Are they in fact safe?  We feel that they are not.  Biologially toxic chemicals are just that, biologically toxic.  The notion that one can be selective about what biological forms are effected is folly, perpertrated by the business and government interests.

Organic foods are foods grown to every possible extent without the use of such biologically toxic chemicals, and without the use of artificially manufactured, petro-chemical based fertilizers.  These foods take advantage of complex processes of diversity, natural pest control, and a host of other ideas (see Permaculture).  They are healthier both since they do not contain toxic chemicals, and because their nutritional value has been shown to be higher than conventionally farmed produce bred for ‘shelf life’ and appearance instead of flavor and nutririon.

The message on this page is simple.  Eat organic foods.  Yes, they cost a bit more.  But the alternative, the cost of treating and bearing ill health, including cancers, as well as the cost to wildlife, some of which we choose to view from our limited perspective as ‘pest species’, is far higher.  Compared to many of the things we throw our money away for nowadays, the slightly higher cost of switching to organic foods (slowly or quickly) is minor.

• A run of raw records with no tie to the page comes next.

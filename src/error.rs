//! Ledger error types with HTTP status code mapping.
//!
//! [`AppError`] is the central error type. Each variant maps to a stable
//! numeric code and HTTP status. The public message never carries raw
//! provider bodies; elevated handlers opt into details with
//! [`AppError::with_details`].

use axum::http::StatusCode;
use axum::response::{IntoResponse, Response};
use serde::Serialize;
use utoipa::ToSchema;

use crate::domain::{ReconciliationAnomaly, TransactionId};
use crate::provider::ProviderError;

/// Structured JSON error response body.
///
/// All error responses follow this shape:
/// ```json
/// {
///   "error": {
///     "code": 1102,
///     "message": "forbidden",
///     "details": null
///   }
/// }
/// ```
#[derive(Debug, Serialize, ToSchema)]
pub struct ErrorResponse {
    /// Structured error payload.
    pub error: ErrorBody,
}

/// Inner error body with numeric code and human-readable message.
#[derive(Debug, Serialize, ToSchema)]
pub struct ErrorBody {
    /// Stable numeric error code.
    pub code: u32,
    /// Human-readable error message.
    pub message: String,
    /// Internal details, only present for elevated callers.
    #[serde(skip_serializing_if = "Option::is_none")]
    pub details: Option<String>,
}

/// Server-side error enum with HTTP status code mapping.
///
/// # Error Code Ranges
///
/// | Range     | Category        | HTTP Status                  |
/// |-----------|-----------------|------------------------------|
/// | 1000–1099 | Validation      | 400 Bad Request              |
/// | 1100–1199 | Authorization   | 401 / 403                    |
/// | 2000–2999 | Not Found       | 404 Not Found                |
/// | 3000–3999 | Server / Config | 500 / 503                    |
/// | 4000–4999 | Reconciliation  | 409 Conflict                 |
/// | 5000–5999 | Provider        | 502 Bad Gateway / 504        |
#[derive(Debug, thiserror::Error)]
pub enum AppError {
    /// Request validation failed.
    #[error("invalid request: {0}")]
    InvalidRequest(String),

    /// No identity was supplied.
    #[error("unauthorized")]
    Unauthorized,

    /// The identity may not access the requested wallet or resource.
    #[error("forbidden: {0}")]
    Forbidden(String),

    /// Transaction does not exist or is outside the caller's scope.
    #[error("transaction not found: {0}")]
    TransactionNotFound(TransactionId),

    /// The provider credential is missing or carries no token.
    #[error("settlement provider credential not configured: {0}")]
    NotConfigured(String),

    /// The settlement provider call failed.
    #[error("settlement provider error: {0}")]
    Provider(#[from] ProviderError),

    /// A provider report was refused.
    #[error("{0}")]
    Anomaly(#[from] ReconciliationAnomaly),

    /// Persistence layer failure.
    #[error("persistence error: {0}")]
    Persistence(String),

    /// Internal server error.
    #[error("internal error: {0}")]
    Internal(String),
}

impl AppError {
    /// Returns the numeric error code for this variant.
    #[must_use]
    pub const fn error_code(&self) -> u32 {
        match self {
            Self::InvalidRequest(_) => 1001,
            Self::Unauthorized => 1101,
            Self::Forbidden(_) => 1102,
            Self::TransactionNotFound(_) => 2001,
            Self::Internal(_) => 3000,
            Self::Persistence(_) => 3001,
            Self::NotConfigured(_) => 3101,
            Self::Anomaly(_) => 4001,
            Self::Provider(err) => err.error_code(),
        }
    }

    /// Returns the HTTP status code for this variant.
    #[must_use]
    pub const fn status_code(&self) -> StatusCode {
        match self {
            Self::InvalidRequest(_) => StatusCode::BAD_REQUEST,
            Self::Unauthorized => StatusCode::UNAUTHORIZED,
            Self::Forbidden(_) => StatusCode::FORBIDDEN,
            Self::TransactionNotFound(_) => StatusCode::NOT_FOUND,
            Self::Persistence(_) | Self::Internal(_) => StatusCode::INTERNAL_SERVER_ERROR,
            Self::NotConfigured(_) => StatusCode::SERVICE_UNAVAILABLE,
            Self::Anomaly(_) => StatusCode::CONFLICT,
            Self::Provider(err) => err.status_code(),
        }
    }

    /// Message safe to show any caller.
    #[must_use]
    pub fn public_message(&self) -> String {
        match self {
            Self::InvalidRequest(_)
            | Self::Unauthorized
            | Self::Forbidden(_)
            | Self::TransactionNotFound(_) => self.to_string(),
            Self::NotConfigured(_) => "settlement provider is not configured".to_string(),
            Self::Provider(err) => err.public_message().to_string(),
            Self::Anomaly(_) => "provider data conflicts with the local ledger".to_string(),
            Self::Persistence(_) | Self::Internal(_) => "internal server error".to_string(),
        }
    }

    /// Wraps the error so the response includes internal details.
    ///
    /// Only handlers serving elevated callers should use this.
    #[must_use]
    pub fn with_details(self) -> DetailedError {
        DetailedError(self)
    }

    fn to_response(&self, details: Option<String>) -> Response {
        let body = ErrorResponse {
            error: ErrorBody {
                code: self.error_code(),
                message: self.public_message(),
                details,
            },
        };
        let mut response = axum::Json(body).into_response();
        *response.status_mut() = self.status_code();
        response
    }
}

impl IntoResponse for AppError {
    fn into_response(self) -> Response {
        if self.status_code().is_server_error() {
            tracing::error!(code = self.error_code(), error = %self, "request failed");
        }
        self.to_response(None)
    }
}

/// An [`AppError`] rendered with its internal details.
#[derive(Debug)]
pub struct DetailedError(pub AppError);

impl From<AppError> for DetailedError {
    fn from(err: AppError) -> Self {
        Self(err)
    }
}

impl IntoResponse for DetailedError {
    fn into_response(self) -> Response {
        let details = match &self.0 {
            AppError::Provider(err) => Some(err.to_string()),
            AppError::Unauthorized | AppError::Forbidden(_) => None,
            other => Some(other.to_string()),
        };
        self.0.to_response(details)
    }
}

#[cfg(test)]
#[allow(clippy::panic)]
mod tests {
    use super::*;
    use crate::domain::AnomalyKind;

    async fn body_json(response: Response) -> serde_json::Value {
        let Ok(bytes) = axum::body::to_bytes(response.into_body(), usize::MAX).await else {
            panic!("body read failed");
        };
        serde_json::from_slice(&bytes).unwrap_or_default()
    }

    #[test]
    fn authorization_errors_map_to_401_and_403() {
        assert_eq!(
            AppError::Unauthorized.status_code(),
            StatusCode::UNAUTHORIZED
        );
        assert_eq!(
            AppError::Forbidden("x".into()).status_code(),
            StatusCode::FORBIDDEN
        );
        assert_eq!(AppError::Unauthorized.error_code(), 1101);
    }

    #[test]
    fn not_configured_is_distinct_from_provider_errors() {
        let missing = AppError::NotConfigured("no row".into());
        let rejected = AppError::Provider(ProviderError::Status {
            status_code: 401,
            raw_body: "token expired".into(),
        });
        assert_ne!(missing.error_code(), rejected.error_code());
        assert_eq!(missing.status_code(), StatusCode::SERVICE_UNAVAILABLE);
        assert_eq!(rejected.status_code(), StatusCode::BAD_GATEWAY);
    }

    #[tokio::test]
    async fn provider_body_is_hidden_from_regular_callers() {
        let err = AppError::Provider(ProviderError::Status {
            status_code: 401,
            raw_body: "secret-provider-body".into(),
        });
        let json = body_json(err.into_response()).await;
        let text = json.to_string();
        assert!(!text.contains("secret-provider-body"));
        assert!(json["error"].get("details").is_none());
    }

    #[tokio::test]
    async fn detailed_error_exposes_provider_body() {
        let err = AppError::Provider(ProviderError::Status {
            status_code: 401,
            raw_body: "secret-provider-body".into(),
        });
        let json = body_json(err.with_details().into_response()).await;
        let details = json["error"]["details"].as_str().unwrap_or_default();
        assert!(details.contains("secret-provider-body"));
    }

    #[test]
    fn anomaly_maps_to_conflict() {
        let err = AppError::from(ReconciliationAnomaly::new(
            TransactionId::new("o1"),
            None,
            AnomalyKind::UnknownWallet {
                wallet: "0x1".into(),
            },
        ));
        assert_eq!(err.status_code(), StatusCode::CONFLICT);
        assert_eq!(err.error_code(), 4001);
    }
}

What’s the tie-in with the global warming problem?  There are millions upon millions of barrels of fossil fuels used annually worldwide in the ‘factory farming’ of our ‘conventional’, non-organic food supply, both for highly mechanized cultivation, harvest and processing methods, and for the production, transportation, and application of the toxic chemicals used in the ‘conventional’ food business.  The more organic food you eat, the less fossil fuel is used, the smaller your personal ‘carbon footprint’ becomes.